Service Overview
Data Flow is a data processing workflow tool that visually creates processing flows for extracting large volumes of data from various data sources and for transforming and transmitting stream/batch data, and it provides the open-source Apache NiFi. Data Flow can be used independently in the Kubernetes Engine cluster environment of Samsung Cloud Platform, or together with other application software.
Provided features
Data Flow provides the following functions.
- Convenient Installation and Management: Data Flow can be easily installed in a standard Kubernetes cluster environment via the web-based Samsung Cloud Platform Console. It automatically configures the architecture required for scalable clustering based on the open-source Apache NiFi, automatically installing ZooKeeper, Registry, and management modules. With Data Flow, you can configure and deploy configuration files, NiFi templates, and other assets needed for service integration.
- Easy Data Flow Management: You can easily create processing flows for stream/batch data in a GUI that matches the user environment, and by authoring data processing flows in a GUI, you can efficiently extract, transmit, and process data between systems.
- NiFi Template Gallery: You can share/distribute reference NiFi templates. Data Flow provides work files for data processing flows commonly used in the field as a gallery, and users can share the data processing flow work they have created.
Component
Data Flow consists of Manager and Service modules, and is provided packaged with Apache NiFi.
Data Flow Manager
Data Flow Manager provides various management functions to enable more efficient use of NiFi.
- You can upload the Nar file created by the customer through the Data Flow Manager for use in the Processor, and upload configuration files to share them.
- Frequently used NiFi templates are packaged as assets and offered in the Gallery, ready for use with a single click.
- Provides real-time monitoring of multiple services configured for the native NiFi service, as well as resource status monitoring.
- You can easily provision configuration information for NiFi components within the cluster.
Data Flow Service
- We provide a data flow management service based on Apache NiFi.
- Automatically configures the architecture required for scalable clustering based on Apache NiFi, and automatically installs the Nifi, ZooKeeper, and Nifi Registry modules.
- When providing Nifi, you can set the Description, required resource size, connection ID/PW, and Host Alias.
- After creating the service, you can modify the Description, required resource size, connection password, Host Alias, and other settings, and apply the changes to the service.
Server spec type
When creating a Data Flow service, check the following.
- Recommended Service Installation Specifications: CPU 21 core, Memory 57 GB, Storage at least 100 GB
- Before creating the Data Flow service, you need to install the Ingress Controller.
- Only one Ingress Controller can be installed in a Kubernetes cluster.

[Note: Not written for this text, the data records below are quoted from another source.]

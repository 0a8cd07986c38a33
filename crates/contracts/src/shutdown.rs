//! ShutdownSignal - cooperative cancellation for the whole pipeline
//!
//! A one-way flag paired with a broadcast wake. Sources poll the flag once per
//! tick; blocking components subscribe a [`ShutdownListener`] so they are
//! woken as soon as the flag flips instead of at their next timeout.

use std::fmt;
use std::sync::atomic::{AtomicBool, Ordering};
use std::sync::{Arc, Mutex, PoisonError, Weak};

/// Component woken when shutdown is triggered
pub trait ShutdownListener: Send + Sync {
    /// Called exactly once, from the thread that triggered shutdown (or from
    /// the subscriber itself when subscribing after the fact).
    fn on_shutdown(&self);
}

struct Inner {
    triggered: AtomicBool,
    listeners: Mutex<Vec<Weak<dyn ShutdownListener>>>,
}

/// Process-wide shutdown signal
///
/// Cheap to clone; every clone observes the same flag. The transition
/// false -> true happens at most once.
#[derive(Clone)]
pub struct ShutdownSignal {
    inner: Arc<Inner>,
}

impl ShutdownSignal {
    /// Create an untriggered signal
    pub fn new() -> Self {
        Self {
            inner: Arc::new(Inner {
                triggered: AtomicBool::new(false),
                listeners: Mutex::new(Vec::new()),
            }),
        }
    }

    /// Check whether shutdown has been requested
    #[inline]
    pub fn is_triggered(&self) -> bool {
        self.inner.triggered.load(Ordering::SeqCst)
    }

    /// Request shutdown and wake every live listener
    ///
    /// Returns `true` if this call performed the transition.
    pub fn trigger(&self) -> bool {
        if self.inner.triggered.swap(true, Ordering::SeqCst) {
            return false;
        }

        let listeners = std::mem::take(
            &mut *self
                .inner
                .listeners
                .lock()
                .unwrap_or_else(PoisonError::into_inner),
        );
        for listener in listeners.iter().filter_map(Weak::upgrade) {
            listener.on_shutdown();
        }
        true
    }

    /// Register a listener to be woken on trigger
    ///
    /// Only a weak reference is kept. A listener subscribing after the
    /// trigger is woken immediately.
    pub fn subscribe<L: ShutdownListener + 'static>(&self, listener: &Arc<L>) {
        let weak: Weak<dyn ShutdownListener> = Arc::downgrade(listener) as Weak<dyn ShutdownListener>;
        {
            let mut listeners = self
                .inner
                .listeners
                .lock()
                .unwrap_or_else(PoisonError::into_inner);
            if !self.is_triggered() {
                listeners.push(weak);
                return;
            }
        }
        listener.on_shutdown();
    }
}

impl Default for ShutdownSignal {
    fn default() -> Self {
        Self::new()
    }
}

impl fmt::Debug for ShutdownSignal {
    fn fmt(&self, f: &mut fmt::Formatter<'_>) -> fmt::Result {
        f.debug_struct("ShutdownSignal")
            .field("triggered", &self.is_triggered())
            .finish()
    }
}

- For more details, refer to Ingress Controller Installation.
Provision status by region
Data Flow is available in the environments below.
| region | Provision status |
|---|---|
| Korea West (kr-west1) | Provided |
| Korea East (kr-east1) | Provide |
| South Korea 1 (kr-south1) | Not provided |
| South Korea South 2 (kr-south2) | Not provided |
| South Korea 3 (kr-south3) | Not provided |
Preliminary Service
This is a list of services that must be pre‑configured before creating the service. Please refer to the guide provided for each service and prepare in advance.
| Service Category | service | Detailed description |
|---|---|---|
| Storage | File Storage | Storage that enables multiple client servers to share files over a network connection. |
| Container | Kubernetes Engine | Kubernetes container orchestration service |